I didn't have time to work out anymore and play sports because if you've got kids, it's pretty crazy when you have the first one or if you have multiple. So, I canceled all my gym subscriptions and I started working out from home.
I started to use a bunch of apps that say do press-ups, do squats, do sit-ups. I found it really boring. So, I started experimenting with trying to gamify working out from home; I was trying to gamify capturing my motion in 3D using cameras. Using tech I was working on during my PhD. I was trying to gamify and capture my motion and put it into 3D. That's the seed of how I got into this space of trying to digitize human motion, and then turn it into a lot of really exciting applications in 3D engines.
You mentioned that your PhD–I believe your PhD is in continuum mechanics. I mean, could you tell us a bit about what that field involved and then maybe, ultimately, how it helped inform your work today?
I was studying here in London at Imperial College, and I was studying material science, so I was trying to understand how materials fracture in a lot of detail. Typically, when materials break, they'll fracture, so a new surface gets formed. There are some very specific criteria that inform or determine the phenomena of when the material will crack and how far that crack will propagate in different types of materials. That's fundamentally what I was studying.
I was really studying what are the criteria exactly for materials to fracture. I was doing that in three ways. I was working on computer simulations using numerical methods like finite element method to model in some software that was not the easiest to use. You had to program in FORTRAN 77 if you wanted to modify anything.
I was trying to model how these materials behave. I was modeling using the software, also trying to study analytically and then also do experiments. I was trying to use all three methods to really try to triangulate and get to, "Okay, what are the criteria for materials fracturing?"
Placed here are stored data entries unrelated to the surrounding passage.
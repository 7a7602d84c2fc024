//! # stratcheck-api — Binary Entry Point
//!
//! Parses configuration, picks the storage backends, starts the limiter
//! sweep and the expired-token purge, and serves the API until SIGINT or
//! SIGTERM.
//!
//! Shutdown order: stop accepting connections, give in-flight requests the
//! grace period, stop the limiter sweep and the purge, then drain background
//! tasks.

use std::future::IntoFuture;
use std::net::SocketAddr;

use anyhow::Context;
use clap::Parser;
use stratcheck_api::config::{AppConfig, LogFormat};
use stratcheck_api::state::{AppState, Backends, MemoryBackends};
use tokio_util::sync::CancellationToken;

#[tokio::main]
async fn main() -> anyhow::Result<()> {
    let config = AppConfig::parse();
    init_tracing(config.log_format);

    config.validate().context("invalid configuration")?;
    tracing::info!(?config, "configuration loaded");

    let backends = match stratcheck_api::db::init_pool(&config.db).await.map_err(|e| {
        tracing::error!("database initialization failed: {e}");
        e
    })? {
        Some(pool) => Backends::postgres(pool),
        None => Backends::in_memory(&MemoryBackends::new()),
    };

    let port = config.port;
    let grace = config.shutdown.grace();
    let drain = config.shutdown.drain();
    let state = AppState::new(config, backends);
    let limiter = state.limiter.clone();
    let purger = state.purger.clone();
    let background = state.background.clone();

    limiter.start();
    purger.start();

    let app = stratcheck_api::app(state);

    let addr = SocketAddr::from(([0, 0, 0, 0], port));
    let listener = tokio::net::TcpListener::bind(addr)
        .await
        .with_context(|| format!("failed to bind {addr}"))?;
    tracing::info!("StratCheck API listening on {}", addr);

    let shutdown = CancellationToken::new();
    tokio::spawn(watch_signals(shutdown.clone()));

    let server = axum::serve(
        listener,
        app.into_make_service_with_connect_info::<SocketAddr>(),
    )
    .with_graceful_shutdown(shutdown.clone().cancelled_owned());
    let mut server = std::pin::pin!(server.into_future());

    tokio::select! {
        result = &mut server => result.context("server error")?,
        () = async {
            shutdown.cancelled().await;
            tokio::time::sleep(grace).await;
        } => {
            tracing::warn!(?grace, "in-flight requests did not finish within the grace period");
        }
    }

    limiter.stop().await;
    purger.stop().await;

    match background.drain(drain).await {
        Ok(()) => tracing::info!("background tasks drained"),
        Err(timeout) => tracing::warn!(error = %timeout, "abandoning background tasks"),
    }

    tracing::info!("stopped server");
    Ok(())
}

fn init_tracing(format: LogFormat) {
    let filter = tracing_subscriber::EnvFilter::try_from_default_env()
        .unwrap_or_else(|_| tracing_subscriber::EnvFilter::new("info"));
    let builder = tracing_subscriber::fmt().with_env_filter(filter);
    match format {
        LogFormat::Text => builder.init(),
        LogFormat::Json => builder.json().init(),
    }
}

/// Cancel `shutdown` on the first SIGINT or SIGTERM.
async fn watch_signals(shutdown: CancellationToken) {
    let ctrl_c = async {
        if let Err(e) = tokio::signal::ctrl_c().await {
            tracing::error!("failed to listen for ctrl-c: {e}");
            std::future::pending::<()>().await;
        }
    };

    #[cfg(unix)]
    let terminate = async {
        match tokio::signal::unix::signal(tokio::signal::unix::SignalKind::terminate()) {
            Ok(mut signal) => {
                signal.recv().await;
            }
            Err(e) => {
                tracing::error!("failed to listen for SIGTERM: {e}");
                std::future::pending::<()>().await;
            }
        }
    };

    #[cfg(not(unix))]
    let terminate = std::future::pending::<()>();

    tokio::select! {
        () = ctrl_c => tracing::info!(signal = "SIGINT", "shutting down server"),
        () = terminate => tracing::info!(signal = "SIGTERM", "shutting down server"),
    }
    shutdown.cancel();
}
Yeah, I did that for three to four years. During this period at Imperial, that's where I really learned to code, where I learned a number of other tools across software and computer vision, 3D simulation, 3D modeling, and numerical methods, which I think really laid the foundation to work on a lot of exciting things after that.
Right. So, you are officially a nerd.
Yeah, I mean, if we go back in the story, I mentioned I played a lot of sports. There was one time in my life when I was in my teens and I was playing a lot of basketball, so much that I was starting to get injured because I really wanted to increase my vertical jump. I was doing a lot of plyometric training, so a lot of really high-impact training. I was doing it quite naively; I would just go to my garden, train on tarmac, and I'd be training every day for a long time.
Then, I started to get a lot of injuries, particularly on my knee. So, I started to get tendonitis in my left knee. I think I was around 15, 16 at the time. I couldn't play basketball anymore, so I couldn't do what I really loved to do.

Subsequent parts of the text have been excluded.